Mayor Bill de Blasio said Barry should have waited for a trained Emergency Services Unit.
“From everything we know so far there was time to wait for ESU,” de Blasio told reporters on Wednesday. “There was an opportunity to slow things down here.”
But activists say an apology isn’t enough. They want the NYPD to start learning from its growing series of fatal encounters with the mentally ill.
“Even within the NYPD there are officers trained to handle emotionally disturbed people,” activist Keegan Stephan told The Daily Beast. “I know that from the case of Shereese Francis, who was a mentally woman killed when four [officers] piled on top of her and asphyxiated her chest the same way Eric Garner was killed. In that case, it came out that the police should have waited outside the building, since no one was in imminent danger, and called for the unit trained to handle emotionally disturbed people.”

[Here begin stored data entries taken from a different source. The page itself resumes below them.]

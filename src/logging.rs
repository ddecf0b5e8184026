//! Logging init: structured diagnostics on stderr, filtered by verbosity.

use tracing_subscriber::EnvFilter;

use crate::cli::VerbosityLevel;

/// Default filter directive for a verbosity level
pub fn default_directive(verbosity: VerbosityLevel) -> &'static str {
    match verbosity {
        VerbosityLevel::Quiet => "error",
        VerbosityLevel::Normal => "warn",
        VerbosityLevel::Verbose => "info,sitemap_audit=debug",
    }
}

/// Initialize logging to stderr. `RUST_LOG` takes precedence over the verbosity flags.
pub fn init_logging(verbosity: VerbosityLevel) {
    let env_filter = EnvFilter::try_from_default_env()
        .unwrap_or_else(|_| EnvFilter::new(default_directive(verbosity)));

    // Ignore a second init (e.g. from tests); the first subscriber stays active
    let _ = tracing_subscriber::fmt()
        .with_env_filter(env_filter)
        .with_writer(std::io::stderr)
        .with_target(false)
        .with_ansi(atty::is(atty::Stream::Stderr))
        .try_init();
}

Police protocols recommend officers not enter the home of a emotionally disturbed person, DNAinfo reports. If officers do enter the person’s home, protocol recommends they handcuff the person. It is unclear why police did not follow this step after Danner discarded the scissors. Even if the person grows violent while unrestrained, police are still asked to use tasers or other non-lethal weapons before using their guns.
But for decades, police have gone for their guns when dealing with the mentally ill. On Tuesday, Stephan and other activists were quick to draw parallels between Danner’s slaying and another Bronx death that has haunted the borough.
Like Danner, Eleanor Bumpurs was African American, 66, and living with mental illness when the NYPD came knocking on her Bronx apartment door on Oct. 29, 1984. Cops had come to evict Bumpers after a city psychiatrist had ruled her “psychotic” and unable to pay rent. When police drilled the lock of Bumpers’s door, they found her naked and allegedly brandishing a knife. Like Barry, one of the responding officers fired two shots, killing her.
Bumpers’s killing prompted mass outrage, and inspired police reforms, including new guidelines on interactions with the mentally ill. The supposed reforms didn’t help Danner.
“I think it’s really devastating that we’re seeing the NYPD doing the same things they did 33 years ago when the city and the police claim they’ve come so far,” Stephan said. “It really doesn’t seem like they have at all.”